The latest Palestinian
uprising -or Intifada - has just entered its second year. When the group
representing fifty-seven Islamic states, the OIC, convenes this week they
will not just condemn terrorism but demand a clear definition of the term
- one which would include Bin Laden but exclude people such as the Palestinians
who are fighting for their own homeland.
LAMANI: We have to make a distinction
between terrorism that everybody is condemning, and as you know some of
our member states were the first victims of terrorism and they are still
fighting a lot of terrorist acts and when it comes to struggling for ending
the occupation if there is an occupation and I think this is legitimate
when people are fighting for - against the occupation of their land.
WATSON: Any move in that direction
by Washington would upset Israel which has already accused the US of travelling
down the road to appeasement. And President Bush could find this spat between
two allies is a mere foretaste of a much larger argument at the very heart
of American politics.
PERLE: It would be a great mistake,
a profound error, now, in the aftermath of an attack on civilians in this
country, to alter, in any way, our policy toward the Arab-Israeli dispute,
because that would reward terror. What it would say to the terrorists is,
if you wish to gain the support of the United States in applying pressure
to Israel, don't attack Israel, attack the United States.

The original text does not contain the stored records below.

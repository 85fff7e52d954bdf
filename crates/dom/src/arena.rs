//! Arena-based DOM tree storage
//!
//! "Bad programmers worry about the code. Good programmers worry about
//! data structures and their relationships."
//!
//! Every link (parent, first/last child, prev/next sibling) is a `NodeId`
//! into one `Vec<DomNode>`. Relinking is index assignment, so there is no
//! dangling reference to worry about, and [`DomArena::insert_child`] refuses
//! any move that would make a node its own ancestor.
//!
//! ## Memory Layout
//!
//! ```text
//! Arena: Vec<DomNode>
//!        [Node0][Node1][Node2]...
//!         ↑ 4-byte index, not 8-byte pointer
//! ```
//!
//! Nodes are never freed. A removed subtree stays in the arena as a
//! detached local root, so ids handed out earlier stay valid.

use crate::error::{DomError, Result};
use crate::types::{DomNode, NodeId, NodeType};

/// Arena allocator for DOM nodes
#[derive(Debug, Clone)]
pub struct DomArena {
    nodes: Vec<DomNode>,
}

impl DomArena {
    /// Create a new empty arena
    pub fn new() -> Self {
        Self::with_capacity(256)
    }

    /// Create arena with specific capacity
    pub fn with_capacity(capacity: usize) -> Self {
        Self {
            nodes: Vec::with_capacity(capacity),
        }
    }

    /// Add a detached node to the arena, returns its ID
    pub fn add_node(&mut self, mut node: DomNode) -> NodeId {
        let node_id = self.nodes.len() as NodeId;
        node.parent = None;
        node.first_child = None;
        node.last_child = None;
        node.prev_sibling = None;
        node.next_sibling = None;
        self.nodes.push(node);
        node_id
    }

    /// Get node by ID (immutable)
    pub fn get(&self, node_id: NodeId) -> Result<&DomNode> {
        self.nodes
            .get(node_id as usize)
            .ok_or(DomError::NodeNotFound(node_id))
    }

    /// Get node by ID (mutable)
    pub fn get_mut(&mut self, node_id: NodeId) -> Result<&mut DomNode> {
        self.nodes
            .get_mut(node_id as usize)
            .ok_or(DomError::NodeNotFound(node_id))
    }

    pub fn contains(&self, node_id: NodeId) -> bool {
        (node_id as usize) < self.nodes.len()
    }

    /// Total number of nodes, attached or not
    pub fn len(&self) -> usize {
        self.nodes.len()
    }

    /// Check if arena is empty
    pub fn is_empty(&self) -> bool {
        self.nodes.is_empty()
    }

    /// Lazy iterator over the children of a node, in document order.
    /// An unknown id yields nothing.
    pub fn children(&self, node_id: NodeId) -> Children<'_> {
        Children {
            arena: self,
            next: self.nodes.get(node_id as usize).and_then(|n| n.first_child),
        }
    }

    pub fn child_count(&self, node_id: NodeId) -> usize {
        self.children(node_id).count()
    }

    /// The child at `index` in document order
    pub fn nth_child(&self, node_id: NodeId, index: usize) -> Option<NodeId> {
        self.children(node_id).nth(index)
    }

    /// Get parent of a node
    pub fn parent(&self, node_id: NodeId) -> Result<Option<NodeId>> {
        Ok(self.get(node_id)?.parent)
    }

    /// Number of preceding siblings
    pub fn sibling_index(&self, node_id: NodeId) -> Result<usize> {
        let mut index = 0;
        let mut cursor = self.get(node_id)?.prev_sibling;
        while let Some(prev) = cursor {
            index += 1;
            cursor = self.get(prev)?.prev_sibling;
        }
        Ok(index)
    }

    /// Nearest ancestor-or-self without a parent
    pub fn local_root(&self, node_id: NodeId) -> Result<NodeId> {
        let mut current = node_id;
        while let Some(parent) = self.get(current)?.parent {
            current = parent;
        }
        Ok(current)
    }

    /// True if `ancestor` is a strict ancestor of `node_id`
    pub fn is_ancestor(&self, ancestor: NodeId, node_id: NodeId) -> Result<bool> {
        let mut cursor = self.get(node_id)?.parent;
        while let Some(parent) = cursor {
            if parent == ancestor {
                return Ok(true);
            }
            cursor = self.get(parent)?.parent;
        }
        Ok(false)
    }

    /// Traverse tree depth-first (iterative, no recursion)
    ///
    /// Children are pushed last-to-first by walking `prev_sibling`, so they
    /// pop in document order without collecting them first.
    pub fn traverse_df<F>(&self, start_id: NodeId, mut visit: F) -> Result<()>
    where
        F: FnMut(NodeId, &DomNode) -> Result<()>,
    {
        let mut stack = vec![start_id];

        while let Some(node_id) = stack.pop() {
            let node = self.get(node_id)?;
            visit(node_id, node)?;

            let mut cursor = node.last_child;
            while let Some(child_id) = cursor {
                stack.push(child_id);
                cursor = self.get(child_id)?.prev_sibling;
            }
        }

        Ok(())
    }

    /// Unlink a node from its parent and siblings.
    ///
    /// Afterwards the former neighbours point at each other, the parent's
    /// first/last pointers skip the node, and the node itself has no parent
    /// and no sibling links. Its own children are untouched.
    pub fn detach(&mut self, node_id: NodeId) -> Result<()> {
        let (parent, prev, next) = {
            let node = self.get(node_id)?;
            (node.parent, node.prev_sibling, node.next_sibling)
        };

        match prev {
            Some(prev_id) => self.get_mut(prev_id)?.next_sibling = next,
            None => {
                if let Some(parent_id) = parent {
                    self.get_mut(parent_id)?.first_child = next;
                }
            }
        }
        match next {
            Some(next_id) => self.get_mut(next_id)?.prev_sibling = prev,
            None => {
                if let Some(parent_id) = parent {
                    self.get_mut(parent_id)?.last_child = prev;
                }
            }
        }

        let node = self.get_mut(node_id)?;
        node.parent = None;
        node.prev_sibling = None;
        node.next_sibling = None;
        Ok(())
    }

    /// Link a detached `child` under `parent`, before `reference` or at the end.
    fn link_before(
        &mut self,
        parent: NodeId,
        child: NodeId,
        reference: Option<NodeId>,
    ) -> Result<()> {
        match reference {
            Some(ref_id) => {
                let prev = self.get(ref_id)?.prev_sibling;
                {
                    let node = self.get_mut(child)?;
                    node.prev_sibling = prev;
                    node.next_sibling = Some(ref_id);
                }
                self.get_mut(ref_id)?.prev_sibling = Some(child);
                match prev {
                    Some(prev_id) => self.get_mut(prev_id)?.next_sibling = Some(child),
                    None => self.get_mut(parent)?.first_child = Some(child),
                }
            }
            None => {
                let last = self.get(parent)?.last_child;
                {
                    let node = self.get_mut(child)?;
                    node.prev_sibling = last;
                    node.next_sibling = None;
                }
                match last {
                    Some(last_id) => self.get_mut(last_id)?.next_sibling = Some(child),
                    None => self.get_mut(parent)?.first_child = Some(child),
                }
                self.get_mut(parent)?.last_child = Some(child);
            }
        }
        self.get_mut(child)?.parent = Some(parent);
        Ok(())
    }

    /// Append `child` as the last child of `parent`
    pub fn append_child(&mut self, parent: NodeId, child: NodeId) -> Result<()> {
        self.insert_child(parent, child, i64::MAX).map(|_| ())
    }

    /// Insert `child` under `parent` at `index`.
    ///
    /// `index <= 0` prepends, `index >= child_count` appends, anything else
    /// goes immediately before the current child at that position. The child
    /// is detached from wherever it was first. Returns the index it landed at.
    pub fn insert_child(&mut self, parent: NodeId, child: NodeId, index: i64) -> Result<usize> {
        let parent_type = self.get(parent)?.node_type;
        let child_type = self.get(child)?.node_type;

        if !matches!(
            parent_type,
            NodeType::Element | NodeType::Document | NodeType::DocumentFragment
        ) {
            return Err(DomError::InvalidNodeType {
                expected: "element, document or fragment parent".to_string(),
                actual: parent_type.name().to_string(),
            });
        }
        if matches!(child_type, NodeType::Document | NodeType::DocumentFragment) {
            return Err(DomError::InvalidNodeType {
                expected: "insertable child".to_string(),
                actual: child_type.name().to_string(),
            });
        }
        if child == parent || self.is_ancestor(child, parent)? {
            return Err(DomError::CycleDetected { parent, child });
        }

        self.detach(child)?;

        let count = self.child_count(parent);
        let effective = if index <= 0 {
            0
        } else {
            usize::try_from(index).unwrap_or(usize::MAX).min(count)
        };
        let reference = self.nth_child(parent, effective);
        self.link_before(parent, child, reference)?;
        Ok(effective)
    }

    /// Remove the child at `index`. Negative or out-of-range is a no-op and
    /// returns `None`; otherwise returns the now-detached child.
    pub fn remove_child(&mut self, parent: NodeId, index: i64) -> Result<Option<NodeId>> {
        self.get(parent)?;
        let Ok(index) = usize::try_from(index) else {
            return Ok(None);
        };
        let Some(child) = self.nth_child(parent, index) else {
            return Ok(None);
        };
        self.detach(child)?;
        Ok(Some(child))
    }

    /// Verify the link invariant over the subtree rooted at `root`: every
    /// child points back at its parent, prev/next agree, and the parent's
    /// first/last pointers match the ends of the sibling chain.
    pub fn check_links(&self, root: NodeId) -> Result<bool> {
        let mut ok = true;
        self.traverse_df(root, |node_id, node| {
            let mut prev: Option<NodeId> = None;
            let mut cursor = node.first_child;
            while let Some(child_id) = cursor {
                let child = self.get(child_id)?;
                if child.parent != Some(node_id) || child.prev_sibling != prev {
                    ok = false;
                }
                prev = Some(child_id);
                cursor = child.next_sibling;
            }
            if node.last_child != prev {
                ok = false;
            }
            Ok(())
        })?;
        Ok(ok)
    }

    /// Compare two subtrees (possibly in different arenas) by kind, name,
    /// data, attribute sequence and child order. Node ids are irrelevant.
    pub fn same_structure(&self, a: NodeId, other: &DomArena, b: NodeId) -> Result<bool> {
        let mut stack = vec![(a, b)];

        while let Some((left_id, right_id)) = stack.pop() {
            let left = self.get(left_id)?;
            let right = other.get(right_id)?;
            if !left.same_content(right) {
                return Ok(false);
            }

            let mut left_children = self.children(left_id);
            let mut right_children = other.children(right_id);
            loop {
                match (left_children.next(), right_children.next()) {
                    (Some(l), Some(r)) => stack.push((l, r)),
                    (None, None) => break,
                    _ => return Ok(false),
                }
            }
        }

        Ok(true)
    }
}

impl Default for DomArena {
    fn default() -> Self {
        Self::new()
    }
}

/// Lazy child iterator following `next_sibling` links
#[derive(Debug, Clone)]
pub struct Children<'a> {
    arena: &'a DomArena,
    next: Option<NodeId>,
}

impl Iterator for Children<'_> {
    type Item = NodeId;

    fn next(&mut self) -> Option<NodeId> {
        let current = self.next?;
        self.next = self.arena.get(current).ok().and_then(|n| n.next_sibling);
        Some(current)
    }
}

MITCHELL: Even if this terrible
tragedy of September 11th had not occurred, it makes sense for the United
States to be actively involved in trying to achieve a resolution of the
Israeli-Palestinian conflict. So that's an independent, valid basis in
and of itself and secondly, it's quite clear that the administration believes
that will be helpful in building a coalition among those Arab nations which
are favourably disposed to the United States. And I believe that's a legitimate
basis as well.
WATSON: On this side of the Atlantic,
some politicians are saying that Britain should bolster those in the US
administration who want to see a settlement in the Middle East, even at
the expense of irritating Israel.
MULLIN: Certainly if America wants
to win friends and influence people in the Arab world - and indeed hold
its head up in the wider world - they have to start using their considerable
influence with Israel, to persuade the Israelis to negotiate seriously.
And negotiating seriously means withdrawal from some of the settlements
on the West Bank and the end to the colonisation of the West Bank.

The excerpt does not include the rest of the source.